Problem ::
Give back the listing word for word, from top to bottom.

The records ::
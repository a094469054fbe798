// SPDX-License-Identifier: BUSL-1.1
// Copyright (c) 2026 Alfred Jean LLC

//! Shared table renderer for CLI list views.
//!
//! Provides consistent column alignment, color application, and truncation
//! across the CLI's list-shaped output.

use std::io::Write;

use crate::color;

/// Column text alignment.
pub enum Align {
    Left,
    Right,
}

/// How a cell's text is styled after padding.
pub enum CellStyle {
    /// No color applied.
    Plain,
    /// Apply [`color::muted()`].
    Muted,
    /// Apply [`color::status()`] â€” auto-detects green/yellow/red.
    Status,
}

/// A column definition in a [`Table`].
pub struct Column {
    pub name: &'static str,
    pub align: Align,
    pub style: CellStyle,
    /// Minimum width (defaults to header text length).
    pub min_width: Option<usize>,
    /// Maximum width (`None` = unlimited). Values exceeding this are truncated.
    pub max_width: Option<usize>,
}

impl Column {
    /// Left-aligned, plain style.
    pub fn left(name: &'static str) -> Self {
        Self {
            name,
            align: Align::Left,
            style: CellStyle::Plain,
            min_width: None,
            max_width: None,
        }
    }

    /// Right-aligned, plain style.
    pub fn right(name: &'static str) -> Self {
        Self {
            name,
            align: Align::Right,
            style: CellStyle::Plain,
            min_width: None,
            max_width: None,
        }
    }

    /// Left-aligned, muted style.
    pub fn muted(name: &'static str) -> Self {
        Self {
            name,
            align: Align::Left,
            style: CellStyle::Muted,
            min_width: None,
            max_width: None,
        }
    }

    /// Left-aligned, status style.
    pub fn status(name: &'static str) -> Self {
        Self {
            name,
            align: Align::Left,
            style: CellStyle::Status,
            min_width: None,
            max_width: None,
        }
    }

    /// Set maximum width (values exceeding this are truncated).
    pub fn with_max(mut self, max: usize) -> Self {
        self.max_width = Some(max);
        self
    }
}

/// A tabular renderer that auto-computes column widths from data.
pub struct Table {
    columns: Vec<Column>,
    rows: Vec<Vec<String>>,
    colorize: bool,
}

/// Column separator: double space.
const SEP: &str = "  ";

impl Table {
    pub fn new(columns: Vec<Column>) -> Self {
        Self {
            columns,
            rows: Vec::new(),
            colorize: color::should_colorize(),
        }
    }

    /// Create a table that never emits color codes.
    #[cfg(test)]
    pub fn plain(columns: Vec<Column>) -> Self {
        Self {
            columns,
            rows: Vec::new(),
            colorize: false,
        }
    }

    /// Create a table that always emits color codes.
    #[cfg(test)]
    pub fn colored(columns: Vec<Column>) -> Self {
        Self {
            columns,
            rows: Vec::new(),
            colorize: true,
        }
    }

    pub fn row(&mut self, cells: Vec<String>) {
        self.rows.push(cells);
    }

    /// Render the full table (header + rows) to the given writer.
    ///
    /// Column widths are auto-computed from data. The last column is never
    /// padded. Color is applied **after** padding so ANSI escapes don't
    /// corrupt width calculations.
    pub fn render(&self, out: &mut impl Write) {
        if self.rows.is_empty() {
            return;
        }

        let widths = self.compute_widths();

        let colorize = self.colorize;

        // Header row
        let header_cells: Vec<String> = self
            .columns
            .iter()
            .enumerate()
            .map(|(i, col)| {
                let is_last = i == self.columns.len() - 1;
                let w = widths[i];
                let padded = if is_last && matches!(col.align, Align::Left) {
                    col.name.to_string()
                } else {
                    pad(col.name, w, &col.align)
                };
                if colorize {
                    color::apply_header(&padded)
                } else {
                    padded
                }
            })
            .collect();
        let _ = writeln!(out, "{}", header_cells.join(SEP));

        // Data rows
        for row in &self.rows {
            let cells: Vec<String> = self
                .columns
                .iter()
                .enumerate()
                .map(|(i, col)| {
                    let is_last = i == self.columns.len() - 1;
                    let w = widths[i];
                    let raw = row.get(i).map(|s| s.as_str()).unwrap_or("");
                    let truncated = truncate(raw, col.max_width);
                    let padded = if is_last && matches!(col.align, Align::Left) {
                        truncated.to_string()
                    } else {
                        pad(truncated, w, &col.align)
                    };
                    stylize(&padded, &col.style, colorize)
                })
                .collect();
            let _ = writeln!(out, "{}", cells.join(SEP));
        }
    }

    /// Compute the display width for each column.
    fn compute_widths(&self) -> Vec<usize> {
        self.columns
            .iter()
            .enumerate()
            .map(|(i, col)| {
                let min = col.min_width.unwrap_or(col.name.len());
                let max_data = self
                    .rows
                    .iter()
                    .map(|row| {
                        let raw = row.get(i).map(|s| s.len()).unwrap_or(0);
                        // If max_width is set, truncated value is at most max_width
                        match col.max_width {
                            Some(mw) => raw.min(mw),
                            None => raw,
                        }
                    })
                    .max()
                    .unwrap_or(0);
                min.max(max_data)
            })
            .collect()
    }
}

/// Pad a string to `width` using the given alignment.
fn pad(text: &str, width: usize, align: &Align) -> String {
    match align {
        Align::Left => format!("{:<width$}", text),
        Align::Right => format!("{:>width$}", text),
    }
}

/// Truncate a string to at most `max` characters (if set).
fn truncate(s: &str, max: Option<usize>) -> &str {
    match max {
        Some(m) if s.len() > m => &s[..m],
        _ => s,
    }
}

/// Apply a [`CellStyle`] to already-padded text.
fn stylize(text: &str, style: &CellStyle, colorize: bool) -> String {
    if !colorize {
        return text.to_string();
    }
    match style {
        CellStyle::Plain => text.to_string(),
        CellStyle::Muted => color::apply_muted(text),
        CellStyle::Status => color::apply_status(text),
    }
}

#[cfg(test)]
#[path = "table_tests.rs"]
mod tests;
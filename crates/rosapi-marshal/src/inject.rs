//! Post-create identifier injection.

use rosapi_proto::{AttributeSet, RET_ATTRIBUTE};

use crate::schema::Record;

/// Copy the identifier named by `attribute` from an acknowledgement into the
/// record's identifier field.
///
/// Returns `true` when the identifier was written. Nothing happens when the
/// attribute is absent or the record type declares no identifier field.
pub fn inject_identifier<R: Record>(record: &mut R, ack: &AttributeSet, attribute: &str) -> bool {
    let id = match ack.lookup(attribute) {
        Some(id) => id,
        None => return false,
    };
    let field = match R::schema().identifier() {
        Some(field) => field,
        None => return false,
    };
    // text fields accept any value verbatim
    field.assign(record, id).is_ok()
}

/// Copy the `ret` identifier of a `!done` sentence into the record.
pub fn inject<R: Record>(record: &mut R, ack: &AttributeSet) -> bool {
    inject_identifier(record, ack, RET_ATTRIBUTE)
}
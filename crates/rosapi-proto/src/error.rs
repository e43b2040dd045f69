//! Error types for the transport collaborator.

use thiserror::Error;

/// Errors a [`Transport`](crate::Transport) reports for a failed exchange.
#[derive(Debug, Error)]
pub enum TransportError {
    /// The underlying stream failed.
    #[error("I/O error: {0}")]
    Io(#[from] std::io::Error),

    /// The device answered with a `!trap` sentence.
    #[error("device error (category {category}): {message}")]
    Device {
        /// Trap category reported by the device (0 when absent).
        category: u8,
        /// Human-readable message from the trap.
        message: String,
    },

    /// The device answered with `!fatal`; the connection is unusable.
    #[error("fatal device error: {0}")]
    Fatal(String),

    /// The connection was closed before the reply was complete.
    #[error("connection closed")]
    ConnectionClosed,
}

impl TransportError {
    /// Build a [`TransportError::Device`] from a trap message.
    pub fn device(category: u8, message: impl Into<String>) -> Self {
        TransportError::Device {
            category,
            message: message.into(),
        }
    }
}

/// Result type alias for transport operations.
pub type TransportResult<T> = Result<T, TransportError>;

Answer to the exercise ::
repository a094469054fbe798
// SPDX-License-Identifier: BUSL-1.1
// Copyright (c) 2026 Alfred Jean LLC

//! Shared table renderer for CLI list views.
//!
//! Provides consistent column alignment, color application, and truncation
//! across the CLI's list-shaped output.

use std::io::Write;

use crate::color;

/// Column text alignment.
pub enum Align {
    Left,
    Right,
}

/// How a cell's text is styled after padding.
pub enum CellStyle {
    /// No color applied.
    Plain,
    /// Apply [`color::muted()`].
    Muted,
    /// Apply [`color::status()`] â€” auto-detects green/yellow/red.
    Status,
}

/// A column definition in a [`Table`].
pub struct Column {
    pub name: &'static str,
    pub align: Align,
    pub style: CellStyle,
    /// Minimum width (defaults to header text length).
    pub min_width: Option<usize>,
    /// Maximum width (`None` = unlimited). Values exceeding this are truncated.
    pub max_width: Option<usize>,
}

impl Column {
    /// Left-aligned, plain style.
    pub fn left(name: &'static str) -> Self {
        Self {
            name,
            align: Align::Left,
            style: CellStyle::Plain,
            min_width: None,
            max_width: None,
        }
    }

    /// Right-aligned, plain style.
    pub fn right(name: &'static str) -> Self {
        Self {
            name,
            align: Align::Right,
            style: CellStyle::Plain,
            min_width: None,
            max_width: None,
        }
    }

    /// Left-aligned, muted style.
    pub fn muted(name: &'static str) -> Self {
        Self {
            name,
            align: Align::Left,
            style: CellStyle::Muted,
            min_width: None,
            max_width: None,
        }
    }

    /// Left-aligned, status style.
    pub fn status(name: &'static str) -> Self {
        Self {
            name,
            align: Align::Left,
            style: CellStyle::Status,
            min_width: None,
            max_width: None,
        }
    }

    /// Set maximum width (values exceeding this are truncated).
    pub fn with_max(mut self, max: usize) -> Self {
        self.max_width = Some(max);
        self
    }
}

/// A tabular renderer that auto-computes column widths from data.
pub struct Table {
    columns: Vec<Column>,
    rows: Vec<Vec<String>>,
    colorize: bool,
}

/// Column separator: double space.
const SEP: &str = "  ";

impl Table {
    pub fn new(columns: Vec<Column>) -> Self {
        Self {
            columns,
            rows: Vec::new(),
            colorize: color::should_colorize(),
        }
    }

    /// Create a table that never emits color codes.
    #[cfg(test)]
    pub fn plain(columns: Vec<Column>) -> Self {
        Self {
            columns,
            rows: Vec::new(),
            colorize: false,
        }
    }

    /// Create a table that always emits color codes.
    #[cfg(test)]
    pub fn colored(columns: Vec<Column>) -> Self {
        Self {
            columns,
            rows: Vec::new(),
            colorize: true,
        }
    }

    pub fn row(&mut self, cells: Vec<String>) {
        self.rows.push(cells);
    }

    /// Render the full table (header + rows) to the given writer.
    ///
    /// Column widths are auto-computed from data. The last column is never
    /// padded. Color is applied **after** padding so ANSI escapes don't
    /// corrupt width calculations.
    pub fn render(&self, out: &mut impl Write) {
        if self.rows.is_empty() {
            return;
        }

        let widths = self.compute_widths();

        let colorize = self.colorize;

        // Header row
        let header_cells: Vec<String> = self
            .columns
            .iter()
            .enumerate()
            .map(|(i, col)| {
                let is_last = i == self.columns.len() - 1;
                let w = widths[i];
                let padded = if is_last && matches!(col.align, Align::Left) {
                    col.name.to_string()
                } else {
                    pad(col.name, w, &col.align)
                };
                if colorize {
                    color::apply_header(&padded)
                } else {
                    padded
                }
            })
            .collect();
        let _ = writeln!(out, "{}", header_cells.join(SEP));

        // Data rows
        for row in &self.rows {
            let cells: Vec<String> = self
                .columns
                .iter()
                .enumerate()
                .map(|(i, col)| {
                    let is_last = i == self.columns.len() - 1;
                    let w = widths[i];
                    let raw = row.get(i).map(|s| s.as_str()).unwrap_or("");
                    let truncated = truncate(raw, col.max_width);
                    let padded = if is_last && matches!(col.align, Align::Left) {
                        truncated.to_string()
                    } else {
                        pad(truncated, w, &col.align)
                    };
                    stylize(&padded, &col.style, colorize)
                })
                .collect();
            let _ = writeln!(out, "{}", cells.join(SEP));
        }
    }

    /// Compute the display width for each column.
    fn compute_widths(&self) -> Vec<usize> {
        self.columns
            .iter()
            .enumerate()
            .map(|(i, col)| {
                let min = col.min_width.unwrap_or(col.name.len());
                let max_data = self
                    .rows
                    .iter()
                    .map(|row| {
                        let raw = row.get(i).map(|s| s.len()).unwrap_or(0);
                        // If max_width is set, truncated value is at most max_width
                        match col.max_width {
                            Some(mw) => raw.min(mw),
                            None => raw,
                        }
                    })
                    .max()
                    .unwrap_or(0);
                min.max(max_data)
            })
            .collect()
    }
}

/// Pad a string to `width` using the given alignment.
fn pad(text: &str, width: usize, align: &Align) -> String {
    match align {
        Align::Left => format!("{:<width$}", text),
        Align::Right => format!("{:>width$}", text),
    }
}

/// Truncate a string to at most `max` characters (if set).
fn truncate(s: &str, max: Option<usize>) -> &str {
    match max {
        Some(m) if s.len() > m => &s[..m],
        _ => s,
    }
}

/// Apply a [`CellStyle`] to already-padded text.
fn stylize(text: &str, style: &CellStyle, colorize: bool) -> String {
    if !colorize {
        return text.to_string();
    }
    match style {
        CellStyle::Plain => text.to_string(),
        CellStyle::Muted => color::apply_muted(text),
        CellStyle::Status => color::apply_status(text),
    }
}

#[cfg(test)]
#[path = "table_tests.rs"]
mod tests;
filename crates/rosapi-marshal/src/inject.rs
//! Post-create identifier injection.

use rosapi_proto::{AttributeSet, RET_ATTRIBUTE};

use crate::schema::Record;

/// Copy the identifier named by `attribute` from an acknowledgement into the
/// record's identifier field.
///
/// Returns `true` when the identifier was written. Nothing happens when the
/// attribute is absent or the record type declares no identifier field.
pub fn inject_identifier<R: Record>(record: &mut R, ack: &AttributeSet, attribute: &str) -> bool {
    let id = match ack.lookup(attribute) {
        Some(id) => id,
        None => return false,
    };
    let field = match R::schema().identifier() {
        Some(field) => field,
        None => return false,
    };
    // text fields accept any value verbatim
    field.assign(record, id).is_ok()
}

/// Copy the `ret` identifier of a `!done` sentence into the record.
pub fn inject<R: Record>(record: &mut R, ack: &AttributeSet) -> bool {
    inject_identifier(record, ack, RET_ATTRIBUTE)
}
filename crates/rosapi-proto/src/error.rs
repository e43b2040dd045f69
//! Error types for the transport collaborator.

use thiserror::Error;

/// Errors a [`Transport`](crate::Transport) reports for a failed exchange.
#[derive(Debug, Error)]
pub enum TransportError {
    /// The underlying stream failed.
    #[error("I/O error: {0}")]
    Io(#[from] std::io::Error),

    /// The device answered with a `!trap` sentence.
    #[error("device error (category {category}): {message}")]
    Device {
        /// Trap category reported by the device (0 when absent).
        category: u8,
        /// Human-readable message from the trap.
        message: String,
    },

    /// The device answered with `!fatal`; the connection is unusable.
    #[error("fatal device error: {0}")]
    Fatal(String),

    /// The connection was closed before the reply was complete.
    #[error("connection closed")]
    ConnectionClosed,
}

impl TransportError {
    /// Build a [`TransportError::Device`] from a trap message.
    pub fn device(category: u8, message: impl Into<String>) -> Self {
        TransportError::Device {
            category,
            message: message.into(),
        }
    }
}

/// Result type alias for transport operations.
pub type TransportResult<T> = Result<T, TransportError>;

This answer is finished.